(WORK REQUIRED) The required output is the complete data, repeated without alteration.

(EXERCISE MATERIAL)
# # #

use super::{QpError, QpField, QSet, Role, Q};

/// Holds one optional field per quantity
///
/// This is the container exchanged between the host and the laws: the host fills the
/// input fields, and the laws write into the output fields.
#[derive(Clone, Debug, PartialEq)]
pub struct QpFields {
    /// Holds the fields indexed by [Q::index]
    all: Vec<Option<QpField>>,

    /// Number of points
    n_points: usize,
}

impl QpFields {
    /// Allocates a new instance without fields
    pub fn new(n_points: usize) -> Self {
        QpFields {
            all: vec![None; Q::LAST],
            n_points,
        }
    }

    /// Allocates a new instance with a field for each quantity in the set
    pub fn from_set(quantities: &QSet, n_points: usize) -> Self {
        let mut fields = QpFields::new(n_points);
        for q in quantities {
            fields.declare(*q);
        }
        fields
    }

    /// Allocates a zeroed field for a quantity (keeps the existing one, if any)
    pub fn declare(&mut self, q: Q) -> &mut Self {
        let n = self.n_points;
        self.all[q.index()].get_or_insert_with(|| QpField::for_quantity(q, n));
        self
    }

    /// Returns the set of declared quantities
    pub fn declared(&self) -> QSet {
        Q::ALL.iter().filter(|q| self.all[q.index()].is_some()).copied().collect()
    }

    /// Returns the number of points
    pub fn n_points(&self) -> usize {
        self.n_points
    }

    /// Returns the field of a quantity, if declared
    pub fn get(&self, q: Q) -> Option<&QpField> {
        self.all[q.index()].as_ref()
    }

    /// Returns the mutable field of a quantity, if declared
    pub fn get_mut(&mut self, q: Q) -> Option<&mut QpField> {
        self.all[q.index()].as_mut()
    }

    /// Returns the field of a quantity or an UnsupportedQuantity error
    pub fn require(&self, q: Q, role: Role) -> Result<&QpField, QpError> {
        self.get(q).ok_or(QpError::UnsupportedQuantity { quantity: q, role })
    }

    /// Returns the mutable field of a quantity or an UnsupportedQuantity error
    pub fn require_mut(&mut self, q: Q, role: Role) -> Result<&mut QpField, QpError> {
        self.get_mut(q).ok_or(QpError::UnsupportedQuantity { quantity: q, role })
    }

    /// Changes the number of points of all fields
    pub fn resize(&mut self, n: usize) {
        self.n_points = n;
        for field in self.all.iter_mut().flatten() {
            field.resize(n);
        }
    }
}

////////////////////////////////////////////////////////////////////////////////////////////////////////////////////////

#[cfg(test)]
mod tests {
    use super::QpFields;
    use crate::base::{QSet, QpError, Role, Q};

    #[test]
    fn declare_and_resize_work() {
        let mut fields = QpFields::new(2);
        fields.declare(Q::Sigma).declare(Q::TimeStep);
        assert_eq!(fields.declared(), [Q::Sigma, Q::TimeStep].into_iter().collect::<QSet>());
        fields.get_mut(Q::TimeStep).unwrap().set_scalar(0.5, 1).unwrap();

        // declaring again keeps the data
        fields.declare(Q::TimeStep);
        assert_eq!(fields.get(Q::TimeStep).unwrap().get_scalar(1), Ok(0.5));

        fields.resize(4);
        assert_eq!(fields.n_points(), 4);
        assert_eq!(fields.get(Q::Sigma).unwrap().len(), 4);
        assert_eq!(fields.get(Q::TimeStep).unwrap().as_data(), &[0.0, 0.5, 0.0, 0.0]);
    }

    #[test]
    fn require_captures_errors() {
        let set: QSet = [Q::L].into_iter().collect();
        let mut fields = QpFields::from_set(&set, 3);
        assert_eq!(fields.require(Q::L, Role::Input).unwrap().width(), 9);
        assert_eq!(
            fields.require(Q::Rho, Role::Input).err(),
            Some(QpError::UnsupportedQuantity {
                quantity: Q::Rho,
                role: Role::Input
            })
        );
        assert!(fields.require_mut(Q::Sigma, Role::Output).is_err());
    }
}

# # #

(RESULT FOR THIS EXERCISE)
use super::{QpError, QpField, QSet, Role, Q};

/// Holds one optional field per quantity
///
/// This is the container exchanged between the host and the laws: the host fills the
/// input fields, and the laws write into the output fields.
#[derive(Clone, Debug, PartialEq)]
pub struct QpFields {
    /// Holds the fields indexed by [Q::index]
    all: Vec<Option<QpField>>,

    /// Number of points
    n_points: usize,
}

impl QpFields {
    /// Allocates a new instance without fields
    pub fn new(n_points: usize) -> Self {
        QpFields {
            all: vec![None; Q::LAST],
            n_points,
        }
    }

    /// Allocates a new instance with a field for each quantity in the set
    pub fn from_set(quantities: &QSet, n_points: usize) -> Self {
        let mut fields = QpFields::new(n_points);
        for q in quantities {
            fields.declare(*q);
        }
        fields
    }

    /// Allocates a zeroed field for a quantity (keeps the existing one, if any)
    pub fn declare(&mut self, q: Q) -> &mut Self {
        let n = self.n_points;
        self.all[q.index()].get_or_insert_with(|| QpField::for_quantity(q, n));
        self
    }

    /// Returns the set of declared quantities
    pub fn declared(&self) -> QSet {
        Q::ALL.iter().filter(|q| self.all[q.index()].is_some()).copied().collect()
    }

    /// Returns the number of points
    pub fn n_points(&self) -> usize {
        self.n_points
    }

    /// Returns the field of a quantity, if declared
    pub fn get(&self, q: Q) -> Option<&QpField> {
        self.all[q.index()].as_ref()
    }

    /// Returns the mutable field of a quantity, if declared
    pub fn get_mut(&mut self, q: Q) -> Option<&mut QpField> {
        self.all[q.index()].as_mut()
    }

    /// Returns the field of a quantity or an UnsupportedQuantity error
    pub fn require(&self, q: Q, role: Role) -> Result<&QpField, QpError> {
        self.get(q).ok_or(QpError::UnsupportedQuantity { quantity: q, role })
    }

    /// Returns the mutable field of a quantity or an UnsupportedQuantity error
    pub fn require_mut(&mut self, q: Q, role: Role) -> Result<&mut QpField, QpError> {
        self.get_mut(q).ok_or(QpError::UnsupportedQuantity { quantity: q, role })
    }

    /// Changes the number of points of all fields
    pub fn resize(&mut self, n: usize) {
        self.n_points = n;
        for field in self.all.iter_mut().flatten() {
            field.resize(n);
        }
    }
}

////////////////////////////////////////////////////////////////////////////////////////////////////////////////////////

#[cfg(test)]
mod tests {
    use super::QpFields;
    use crate::base::{QSet, QpError, Role, Q};

    #[test]
    fn declare_and_resize_work() {
        let mut fields = QpFields::new(2);
        fields.declare(Q::Sigma).declare(Q::TimeStep);
        assert_eq!(fields.declared(), [Q::Sigma, Q::TimeStep].into_iter().collect::<QSet>());
        fields.get_mut(Q::TimeStep).unwrap().set_scalar(0.5, 1).unwrap();

        // declaring again keeps the data
        fields.declare(Q::TimeStep);
        assert_eq!(fields.get(Q::TimeStep).unwrap().get_scalar(1), Ok(0.5));

        fields.resize(4);
        assert_eq!(fields.n_points(), 4);
        assert_eq!(fields.get(Q::Sigma).unwrap().len(), 4);
        assert_eq!(fields.get(Q::TimeStep).unwrap().as_data(), &[0.0, 0.5, 0.0, 0.0]);
    }

    #[test]
    fn require_captures_errors() {
        let set: QSet = [Q::L].into_iter().collect();
        let mut fields = QpFields::from_set(&set, 3);
        assert_eq!(fields.require(Q::L, Role::Input).unwrap().width(), 9);
        assert_eq!(
            fields.require(Q::Rho, Role::Input).err(),
            Some(QpError::UnsupportedQuantity {
                quantity: Q::Rho,
                role: Role::Input
            })
        );
        assert!(fields.require_mut(Q::Sigma, Role::Output).is_err());
    }
}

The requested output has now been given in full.